With all this gaming performance you’ll need a decent screen to play them on, and Chillblast has duly obliged by bundling its desktop with a decent 24in flat panel, a Samsung SM-245B, which has a native resolution of 1920 by 1200 and a response time of 5ms.
Helping the gaming experience is an Eclipse 2 gaming keyboard and mouse, and for an even better gaming experience there's a Razor Diamondback 3G mouse bundled too.
The audio experience isn’t bad, either. As the motherboard doesn’t have integrated audio, it comes equipped with a SupremeFX II sound card which provides eight-channel output, nicely matched by the Creative’s T7900 7.1 speaker system Chillblast bundles with the Juggernaut.

The whole set-up is pretty comprehensive
For storage, the Juggernaut comes with a 750GB Samsung drive which, with a 7200rpm spin speed and a 32MB cache makes transferring large files nice and fast - just the job for transferring those large game maps. To help back up your data, there's a Samsung 20x dual-layer DVD burner on board too.
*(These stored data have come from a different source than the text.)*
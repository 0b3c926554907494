//! Mesto - Backend Library
//!
//! Mesto is a small social photo-sharing service. This crate is its HTTP
//! backend: account registration, credential sign-in with signed session
//! tokens carried in an `HttpOnly` cookie, and the profile and card routes
//! guarded by that session.
//!
//! # Module Structure
//!
//! - **`backend`** - Axum server, authentication, profile and card routes
//!
//! # Usage
//!
//! ```rust,no_run
//! use mesto::backend::server::{config::AppConfig, create_app};
//!
//! # async fn example() -> Result<(), Box<dyn std::error::Error>> {
//! let config = AppConfig::from_env()?;
//! let app = create_app(&config).await?;
//! let listener = tokio::net::TcpListener::bind(("0.0.0.0", config.port)).await?;
//! axum::serve(listener, app).await?;
//! # Ok(())
//! # }
//! ```
//!
//! # Configuration
//!
//! Read from the environment (a `.env` file is honoured by the binary):
//!
//! - `APP_ENV` - `production` turns on production mode
//! - `JWT_SECRET` - token signing key, required in production
//! - `COOKIE_SAME_SITE` - `none`, `lax` or `strict`
//! - `CORS_ORIGINS` - comma-separated client origins
//! - `DATABASE_URL` - PostgreSQL; accounts live in memory without it
//! - `SERVER_PORT` - listen port, default 3000
//!
//! # Error Handling
//!
//! Component errors (`ConfigError`, `StoreError`, `PasswordError`,
//! `TokenError`) are `thiserror` enums that convert into `BackendError`,
//! which renders as a status code and a `{"message": ...}` body.

/// Backend server-side code
pub mod backend;
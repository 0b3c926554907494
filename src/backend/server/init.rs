/**
 * Server Initialization
 *
 * This module builds the Axum application from loaded configuration.
 *
 * # Initialization Process
 *
 * 1. Pick the account and card stores: PostgreSQL when `DATABASE_URL` is
 *    set, in-memory otherwise (configuration refuses that in production)
 * 2. Build `AppState` from the auth configuration
 * 3. Create the router with the session gate, CORS and tracing layers
 */

use std::sync::Arc;

use axum::Router;

use crate::backend::auth::memory_store::MemoryAccountStore;
use crate::backend::auth::pg_store::PgAccountStore;
use crate::backend::cards::memory_store::MemoryCardStore;
use crate::backend::cards::pg_store::PgCardStore;
use crate::backend::routes::router::create_router;
use crate::backend::server::config::{load_database, AppConfig};
use crate::backend::server::state::{AppState, DynAccountStore, DynCardStore};

/// Create and configure the Axum application
///
/// # Errors
///
/// Fails if a database is configured but cannot be reached.
pub async fn create_app(config: &AppConfig) -> Result<Router<()>, sqlx::Error> {
    tracing::info!("Initializing mesto backend server ({:?} mode)", config.auth.mode);

    let (store, cards): (DynAccountStore, DynCardStore) = match &config.database_url {
        Some(url) => {
            let pool = load_database(url).await?;
            (
                Arc::new(PgAccountStore::new(pool.clone())),
                Arc::new(PgCardStore::new(pool)),
            )
        }
        None => {
            tracing::warn!("DATABASE_URL not set, accounts and cards are kept in memory");
            (
                Arc::new(MemoryAccountStore::new()),
                Arc::new(MemoryCardStore::new()),
            )
        }
    };

    Ok(create_app_with_stores(config, store, cards))
}

/// Same as `create_app` over already constructed stores
pub fn create_app_with_stores(
    config: &AppConfig,
    store: DynAccountStore,
    cards: DynCardStore,
) -> Router<()> {
    let app_state = AppState::new(&config.auth, store, cards);
    let app = create_router(app_state, &config.cors_origins);

    tracing::info!("Router configured");

    app
}
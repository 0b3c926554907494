/**
 * PostgreSQL Card Store
 *
 * `CardStore` backed by the `cards` table. Likes live in a `UUID[]` column;
 * `array_append` guarded by `ANY` keeps them duplicate-free.
 */

use async_trait::async_trait;
use chrono::Utc;
use sqlx::PgPool;
use uuid::Uuid;

use crate::backend::auth::pg_store::map_sqlx_error;
use crate::backend::auth::users::StoreError;
use crate::backend::cards::model::{Card, CardDeletion, CardStore, NewCard};

const CARD_COLUMNS: &str = "id, name, link, owner, likes, created_at";

/// PostgreSQL card store
#[derive(Clone)]
pub struct PgCardStore {
    pool: PgPool,
}

impl PgCardStore {
    pub fn new(pool: PgPool) -> Self {
        Self { pool }
    }
}

#[async_trait]
impl CardStore for PgCardStore {
    async fn list(&self) -> Result<Vec<Card>, StoreError> {
        sqlx::query_as::<_, Card>(&format!(
            "SELECT {CARD_COLUMNS} FROM cards ORDER BY created_at DESC"
        ))
        .fetch_all(&self.pool)
        .await
        .map_err(map_sqlx_error)
    }

    async fn create(&self, card: NewCard) -> Result<Card, StoreError> {
        card.validate()?;

        sqlx::query_as::<_, Card>(&format!(
            r#"
            INSERT INTO cards (id, name, link, owner, created_at)
            VALUES ($1, $2, $3, $4, $5)
            RETURNING {CARD_COLUMNS}
            "#
        ))
        .bind(Uuid::new_v4())
        .bind(card.name)
        .bind(card.link)
        .bind(card.owner)
        .bind(Utc::now())
        .fetch_one(&self.pool)
        .await
        .map_err(map_sqlx_error)
    }

    async fn find_by_id(&self, id: Uuid) -> Result<Option<Card>, StoreError> {
        sqlx::query_as::<_, Card>(&format!("SELECT {CARD_COLUMNS} FROM cards WHERE id = $1"))
            .bind(id)
            .fetch_optional(&self.pool)
            .await
            .map_err(map_sqlx_error)
    }

    async fn delete_owned(&self, id: Uuid, owner: Uuid) -> Result<CardDeletion, StoreError> {
        let deleted = sqlx::query_as::<_, Card>(&format!(
            "DELETE FROM cards WHERE id = $1 AND owner = $2 RETURNING {CARD_COLUMNS}"
        ))
        .bind(id)
        .bind(owner)
        .fetch_optional(&self.pool)
        .await
        .map_err(map_sqlx_error)?;

        if let Some(card) = deleted {
            return Ok(CardDeletion::Deleted(card));
        }

        let exists: bool = sqlx::query_scalar("SELECT EXISTS (SELECT 1 FROM cards WHERE id = $1)")
            .bind(id)
            .fetch_one(&self.pool)
            .await
            .map_err(map_sqlx_error)?;

        Ok(if exists {
            CardDeletion::NotOwner
        } else {
            CardDeletion::NotFound
        })
    }

    async fn like(&self, id: Uuid, account: Uuid) -> Result<Option<Card>, StoreError> {
        sqlx::query_as::<_, Card>(&format!(
            r#"
            UPDATE cards
            SET likes = CASE WHEN $2 = ANY (likes) THEN likes ELSE array_append(likes, $2) END
            WHERE id = $1
            RETURNING {CARD_COLUMNS}
            "#
        ))
        .bind(id)
        .bind(account)
        .fetch_optional(&self.pool)
        .await
        .map_err(map_sqlx_error)
    }

    async fn unlike(&self, id: Uuid, account: Uuid) -> Result<Option<Card>, StoreError> {
        sqlx::query_as::<_, Card>(&format!(
            "UPDATE cards SET likes = array_remove(likes, $2) WHERE id = $1 RETURNING {CARD_COLUMNS}"
        ))
        .bind(id)
        .bind(account)
        .fetch_optional(&self.pool)
        .await
        .map_err(map_sqlx_error)
    }
}
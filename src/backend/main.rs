/**
 * Mesto Server Entry Point
 *
 * Loads configuration, initializes tracing and serves the Axum app until
 * Ctrl-C.
 */

use mesto::backend::server::{config::AppConfig, create_app};

#[tokio::main]
async fn main() -> Result<(), Box<dyn std::error::Error>> {
    // Load environment variables from .env file if present
    dotenv::dotenv().ok();

    let env_filter = tracing_subscriber::EnvFilter::try_from_default_env()
        .unwrap_or_else(|_| tracing_subscriber::EnvFilter::new("info"));
    tracing_subscriber::fmt().with_env_filter(env_filter).init();

    let config = match AppConfig::from_env() {
        Ok(config) => config,
        Err(e) => {
            tracing::error!("Invalid configuration: {}", e);
            return Err(e.into());
        }
    };

    let app = create_app(&config).await?;

    let addr = std::net::SocketAddr::from(([0, 0, 0, 0], config.port));
    let listener = tokio::net::TcpListener::bind(addr).await?;
    tracing::info!("Listening on {}", addr);

    axum::serve(listener, app)
        .with_graceful_shutdown(shutdown_signal())
        .await?;

    tracing::info!("Server stopped");
    Ok(())
}

async fn shutdown_signal() {
    if let Err(e) = tokio::signal::ctrl_c().await {
        tracing::error!("Failed to listen for shutdown signal: {}", e);
        std::future::pending::<()>().await;
    }
    tracing::info!("Shutdown signal received");
}
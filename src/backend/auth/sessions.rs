/**
 * Session Tokens
 *
 * This module issues and verifies the signed session token (HS256 JWT).
 * The token carries the account id (`sub`), issue time and an expiry
 * seven days after issue. Nothing about it is stored server-side.
 */

use chrono::{DateTime, Duration, Utc};
use jsonwebtoken::{
    decode, encode, errors::ErrorKind, Algorithm, DecodingKey, EncodingKey, Header, Validation,
};
use serde::{Deserialize, Serialize};
use thiserror::Error;
use uuid::Uuid;

use crate::backend::server::config::AuthConfig;

/// Session lifetime
pub const TOKEN_LIFETIME_DAYS: i64 = 7;

/// JWT claims structure
#[derive(Debug, Clone, Serialize, Deserialize)]
pub struct Claims {
    /// Account ID
    pub sub: String,
    /// Expiration time (Unix timestamp)
    pub exp: i64,
    /// Issued at time (Unix timestamp)
    pub iat: i64,
}

/// Token verification failures
///
/// Kept apart for logging; callers turn every kind into the same
/// `Unauthorized` response.
#[derive(Debug, Error, Clone, Copy, PartialEq, Eq)]
pub enum TokenError {
    /// Signature doesn't match (tampered or signed with another key)
    #[error("token signature is invalid")]
    InvalidSignature,

    /// Past its expiration instant
    #[error("token has expired")]
    Expired,

    /// Not a parseable token
    #[error("token is malformed")]
    Malformed,
}

/// Token issuing failure
#[derive(Debug, Error)]
#[error("failed to sign session token: {0}")]
pub struct TokenIssueError(#[from] jsonwebtoken::errors::Error);

/// Issues and verifies session tokens with the process signing key
#[derive(Clone)]
pub struct TokenCodec {
    encoding_key: EncodingKey,
    decoding_key: DecodingKey,
    validation: Validation,
}

impl TokenCodec {
    pub fn new(config: &AuthConfig) -> Self {
        let secret = config.signing_key.as_bytes();

        let mut validation = Validation::new(Algorithm::HS256);
        validation.leeway = 0;
        validation.set_required_spec_claims(&["exp", "sub"]);

        Self {
            encoding_key: EncodingKey::from_secret(secret),
            decoding_key: DecodingKey::from_secret(secret),
            validation,
        }
    }

    /// Issue a token for an account, valid for seven days from now
    pub fn issue(&self, account_id: Uuid) -> Result<String, TokenIssueError> {
        self.issue_at(account_id, Utc::now())
    }

    /// Issue a token as if at `issued_at`
    pub fn issue_at(
        &self,
        account_id: Uuid,
        issued_at: DateTime<Utc>,
    ) -> Result<String, TokenIssueError> {
        let claims = Claims {
            sub: account_id.to_string(),
            iat: issued_at.timestamp(),
            exp: (issued_at + Duration::days(TOKEN_LIFETIME_DAYS)).timestamp(),
        };

        Ok(encode(&Header::new(Algorithm::HS256), &claims, &self.encoding_key)?)
    }

    /// Verify a token and return the account id it was issued for
    ///
    /// Checks the signature first, then the expiry. The signature covers
    /// the raw header and payload text, so any edit to the payload is
    /// `InvalidSignature`. A header or signature segment that no longer
    /// decodes is `Malformed`. Callers treat every kind the same.
    pub fn verify(&self, token: &str) -> Result<Uuid, TokenError> {
        let data = decode::<Claims>(token, &self.decoding_key, &self.validation).map_err(|e| {
            match e.kind() {
                ErrorKind::InvalidSignature => TokenError::InvalidSignature,
                ErrorKind::ExpiredSignature => TokenError::Expired,
                _ => TokenError::Malformed,
            }
        })?;

        Uuid::parse_str(&data.claims.sub).map_err(|_| TokenError::Malformed)
    }
}
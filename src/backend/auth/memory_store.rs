/**
 * In-Memory Account Store
 *
 * `AccountStore` backed by a `HashMap` behind a single `tokio::sync::RwLock`.
 * Used by the test suites and by development runs without `DATABASE_URL`.
 *
 * Email uniqueness is checked and the record inserted under one write guard,
 * so two concurrent registrations for the same email can't both succeed.
 */

use std::collections::HashMap;
use std::sync::Arc;

use async_trait::async_trait;
use tokio::sync::RwLock;
use uuid::Uuid;

use crate::backend::auth::users::{
    Account, AccountStore, NewAccount, ProfileUpdate, StoreError, StoredCredentials,
};

#[derive(Clone)]
struct AccountRecord {
    account: Account,
    password_hash: String,
    /// Insertion order; accounts are never removed
    sequence: usize,
}

/// In-memory account store
#[derive(Clone, Default)]
pub struct MemoryAccountStore {
    records: Arc<RwLock<HashMap<Uuid, AccountRecord>>>,
}

impl MemoryAccountStore {
    pub fn new() -> Self {
        Self::default()
    }

    /// Number of stored accounts
    pub async fn len(&self) -> usize {
        self.records.read().await.len()
    }

    pub async fn is_empty(&self) -> bool {
        self.records.read().await.is_empty()
    }
}

#[async_trait]
impl AccountStore for MemoryAccountStore {
    async fn find_by_email(&self, email: &str) -> Result<Option<Account>, StoreError> {
        let records = self.records.read().await;
        Ok(records
            .values()
            .find(|r| r.account.email == email)
            .map(|r| r.account.clone()))
    }

    async fn find_credentials_by_email(
        &self,
        email: &str,
    ) -> Result<Option<StoredCredentials>, StoreError> {
        let records = self.records.read().await;
        Ok(records
            .values()
            .find(|r| r.account.email == email)
            .map(|r| StoredCredentials {
                account_id: r.account.id,
                password_hash: r.password_hash.clone(),
            }))
    }

    async fn create(&self, account: NewAccount) -> Result<Account, StoreError> {
        account.validate()?;

        let mut records = self.records.write().await;
        if records.values().any(|r| r.account.email == account.email) {
            return Err(StoreError::UniqueViolation);
        }

        let sequence = records.len();
        let created = Account {
            id: Uuid::new_v4(),
            email: account.email,
            name: account.name,
            about: account.about,
            avatar: account.avatar,
        };
        records.insert(
            created.id,
            AccountRecord {
                account: created.clone(),
                password_hash: account.password_hash,
                sequence,
            },
        );

        tracing::debug!("Stored account {}", created.id);
        Ok(created)
    }

    async fn find_by_id(&self, id: Uuid) -> Result<Option<Account>, StoreError> {
        Ok(self.records.read().await.get(&id).map(|r| r.account.clone()))
    }

    async fn update(&self, id: Uuid, update: ProfileUpdate) -> Result<Option<Account>, StoreError> {
        update.validate()?;

        let mut records = self.records.write().await;
        let Some(record) = records.get_mut(&id) else {
            return Ok(None);
        };

        if let Some(name) = update.name {
            record.account.name = name;
        }
        if let Some(about) = update.about {
            record.account.about = about;
        }
        if let Some(avatar) = update.avatar {
            record.account.avatar = avatar;
        }

        Ok(Some(record.account.clone()))
    }

    async fn list(&self) -> Result<Vec<Account>, StoreError> {
        let records = self.records.read().await;
        let mut all: Vec<&AccountRecord> = records.values().collect();
        all.sort_by_key(|r| r.sequence);
        Ok(all.into_iter().map(|r| r.account.clone()).collect())
    }
}
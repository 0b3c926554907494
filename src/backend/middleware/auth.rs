/**
 * Authentication Middleware
 *
 * This module protects routes that require a signed-in account. It reads
 * the session token from the `jwt` cookie, verifies it and provides the
 * account id to handlers.
 *
 * Every failure (no cookie, bad signature, expired, malformed) is a 401.
 * The protected handler never runs after a failure.
 */

use axum::{
    extract::{FromRequestParts, Request, State},
    http::{request::Parts, HeaderMap},
    middleware::Next,
    response::Response,
};
use uuid::Uuid;

use crate::backend::auth::cookies::SessionCookie;
use crate::backend::auth::sessions::TokenCodec;
use crate::backend::error::{BackendError, AUTHENTICATION_REQUIRED};
use crate::backend::server::state::AppState;

/// Account identity established by a verified session
#[derive(Clone, Copy, Debug, PartialEq, Eq)]
pub struct AuthenticatedAccount {
    pub account_id: Uuid,
}

/// Verify the session carried by request headers
///
/// Returns `AUTHENTICATION_REQUIRED` when no cookie was sent and
/// `AUTHENTICATION_ERROR` when the token fails verification.
pub fn authenticate(
    cookies: &SessionCookie,
    tokens: &TokenCodec,
    headers: &HeaderMap,
) -> Result<AuthenticatedAccount, BackendError> {
    let token = cookies.extract(headers).ok_or_else(|| {
        tracing::debug!("No session cookie");
        BackendError::unauthorized(AUTHENTICATION_REQUIRED)
    })?;

    let account_id = tokens.verify(&token).map_err(|e| {
        tracing::warn!("Session rejected: {}", e);
        BackendError::from(e)
    })?;

    Ok(AuthenticatedAccount { account_id })
}

/// Session gate
///
/// This middleware:
/// 1. Extracts the token from the `jwt` cookie
/// 2. Verifies signature and expiry
/// 3. Attaches `AuthenticatedAccount` to request extensions
pub async fn require_session(
    State(state): State<AppState>,
    mut request: Request,
    next: Next,
) -> Result<Response, BackendError> {
    let account = authenticate(&state.cookies, &state.tokens, request.headers())?;

    request.extensions_mut().insert(account);

    Ok(next.run(request).await)
}

/// Axum extractor for the authenticated account
///
/// Only valid behind `require_session`; without it the extractor rejects
/// with 401.
#[derive(Clone, Copy, Debug)]
pub struct CurrentAccount(pub AuthenticatedAccount);

impl CurrentAccount {
    pub fn id(&self) -> Uuid {
        self.0.account_id
    }
}

impl<S> FromRequestParts<S> for CurrentAccount
where
    S: Send + Sync,
{
    type Rejection = BackendError;

    async fn from_request_parts(parts: &mut Parts, _state: &S) -> Result<Self, Self::Rejection> {
        parts
            .extensions
            .get::<AuthenticatedAccount>()
            .copied()
            .map(CurrentAccount)
            .ok_or_else(|| {
                tracing::warn!("AuthenticatedAccount not found in request extensions");
                BackendError::unauthorized(AUTHENTICATION_REQUIRED)
            })
    }
}
/**
 * Signup Handler
 *
 * This module implements the user registration handler for POST /signup.
 *
 * # Registration Process
 *
 * 1. Validate email format, password presence and profile fields
 * 2. Hash password using bcrypt
 * 3. Create the account; the store enforces email uniqueness
 * 4. Return the account (never the hash) with 201 Created
 *
 * Registration does not sign the user in; the client calls /signin next.
 */

use axum::{
    extract::{rejection::JsonRejection, State},
    http::StatusCode,
    response::Json,
};

use crate::backend::auth::handlers::types::SignupRequest;
use crate::backend::auth::users::{
    is_valid_email, Account, NewAccount, StoreError, DEFAULT_ABOUT, DEFAULT_AVATAR, DEFAULT_NAME,
};
use crate::backend::error::BackendError;
use crate::backend::server::state::AppState;

/// Sign up handler
///
/// # Errors
///
/// * `400 Bad Request` - malformed body, invalid email, empty password or invalid profile field
/// * `409 Conflict` - an account with this email already exists
/// * `500 Internal Server Error` - hashing or store failure
///
/// # Example Request
///
/// ```http
/// POST /signup HTTP/1.1
/// Content-Type: application/json
///
/// { "email": "a@b.com", "password": "secret1" }
/// ```
///
/// # Example Response
///
/// ```json
/// {
///   "_id": "123e4567-e89b-12d3-a456-426614174000",
///   "email": "a@b.com",
///   "name": "Jacques-Yves Cousteau",
///   "about": "Explorer",
///   "avatar": "https://pictures.s3.yandex.net/resources/jacques-cousteau_1604399756.png"
/// }
/// ```
pub async fn signup(
    State(state): State<AppState>,
    payload: Result<Json<SignupRequest>, JsonRejection>,
) -> Result<(StatusCode, Json<Account>), BackendError> {
    let Json(request) = payload?;

    if !is_valid_email(&request.email) {
        tracing::warn!("Signup rejected: invalid email format");
        return Err(BackendError::invalid_input("invalid email format"));
    }

    if request.password.is_empty() {
        tracing::warn!("Signup rejected: empty password");
        return Err(BackendError::invalid_input("password is required"));
    }

    let mut account = NewAccount {
        email: request.email,
        password_hash: String::new(),
        name: request.name.unwrap_or_else(|| DEFAULT_NAME.to_string()),
        about: request.about.unwrap_or_else(|| DEFAULT_ABOUT.to_string()),
        avatar: request.avatar.unwrap_or_else(|| DEFAULT_AVATAR.to_string()),
    };

    // Reject bad profile fields before paying for a hash
    account.validate()?;

    account.password_hash = state.passwords.hash(&request.password).await?;

    let created = state.store.create(account).await.map_err(|e| match e {
        StoreError::UniqueViolation => {
            tracing::warn!("Signup rejected: email already registered");
            BackendError::conflict("account already exists")
        }
        other => BackendError::from(other),
    })?;

    tracing::info!("Account created: {}", created.id);

    Ok((StatusCode::CREATED, Json(created)))
}

#[cfg(test)]
mod tests {
    use super::*;
    use crate::backend::auth::users::AccountStore;
    use assert_matches::assert_matches;

    fn request(email: &str, password: &str) -> SignupRequest {
        SignupRequest {
            email: email.to_string(),
            password: password.to_string(),
            name: None,
            about: None,
            avatar: None,
        }
    }

    #[tokio::test]
    async fn test_signup_success() {
        let (state, store) = AppState::in_memory();

        let (status, Json(account)) =
            signup(State(state), Ok(Json(request("a@b.com", "secret1")))).await.unwrap();

        assert_eq!(status, StatusCode::CREATED);
        assert_eq!(account.email, "a@b.com");
        assert_eq!(account.name, DEFAULT_NAME);

        let creds = store.find_credentials_by_email("a@b.com").await.unwrap().unwrap();
        assert_ne!(creds.password_hash, "secret1");
        assert!(creds.password_hash.starts_with("$2"));
    }

    #[tokio::test]
    async fn test_signup_with_profile_fields() {
        let (state, _store) = AppState::in_memory();
        let mut req = request("a@b.com", "secret1");
        req.name = Some("Ada".into());
        req.about = Some("Engineer".into());
        req.avatar = Some("https://example.com/ada.png".into());

        let (_, Json(account)) = signup(State(state), Ok(Json(req))).await.unwrap();
        assert_eq!(account.name, "Ada");
        assert_eq!(account.about, "Engineer");
        assert_eq!(account.avatar, "https://example.com/ada.png");
    }

    #[tokio::test]
    async fn test_signup_invalid_email() {
        let (state, store) = AppState::in_memory();
        let result = signup(State(state), Ok(Json(request("invalid-email", "secret1")))).await;
        assert_matches!(result, Err(BackendError::InvalidInput(_)));
        assert!(store.is_empty().await);
    }

    #[tokio::test]
    async fn test_signup_empty_password() {
        let (state, store) = AppState::in_memory();
        let result = signup(State(state), Ok(Json(request("a@b.com", "")))).await;
        assert_matches!(result, Err(BackendError::InvalidInput(_)));
        assert!(store.is_empty().await);
    }

    #[tokio::test]
    async fn test_signup_invalid_profile() {
        let (state, store) = AppState::in_memory();
        let mut req = request("a@b.com", "secret1");
        req.name = Some("A".into());
        let result = signup(State(state), Ok(Json(req))).await;
        assert_matches!(result, Err(BackendError::InvalidInput(_)));
        assert!(store.is_empty().await);
    }

    #[tokio::test]
    async fn test_signup_duplicate_email() {
        let (state, store) = AppState::in_memory();
        signup(State(state.clone()), Ok(Json(request("a@b.com", "secret1"))))
            .await
            .unwrap();

        let result = signup(State(state), Ok(Json(request("a@b.com", "other")))).await;
        assert_matches!(result, Err(BackendError::Conflict(m)) if m == "account already exists");
        assert_eq!(store.len().await, 1);
    }
}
Should you want more storage space then the case comes with four more 3.5in drive bays and four 5.25in bays for you to fill up. As the motherboard supports RAID arrays, you have the choice to combine hard drives either to increase capacity and performance, or to get better data protection.
Verdict
As with most Chillblast systems, the Fusion Juggernaut is low on gimmicks and high on performance. It's a real wolf in sheep’s clothing, as you might not give it a second look, thanks to the understated case and relatively quiet operation. It may seem a little expensive but it can hold its own against systems costing nearly three times as much.
Chillblast Fusion Juggernaut gaming PC
COMMENTS
Comparisons
The text seems to suggest this is fastest machine reviewed to date, but the Alienware Area 51 ALX scores better results across the board. That review compares it with the Mesh Q8, please can we always have closest equivalent system's figures shown on any performance graph, as otherwise its just a bunch of fairly meaningless numbers.
Re: Re: FSB
Specified by Intel for 200-400MHz, sure... but then Asus have always ignored such trival matters.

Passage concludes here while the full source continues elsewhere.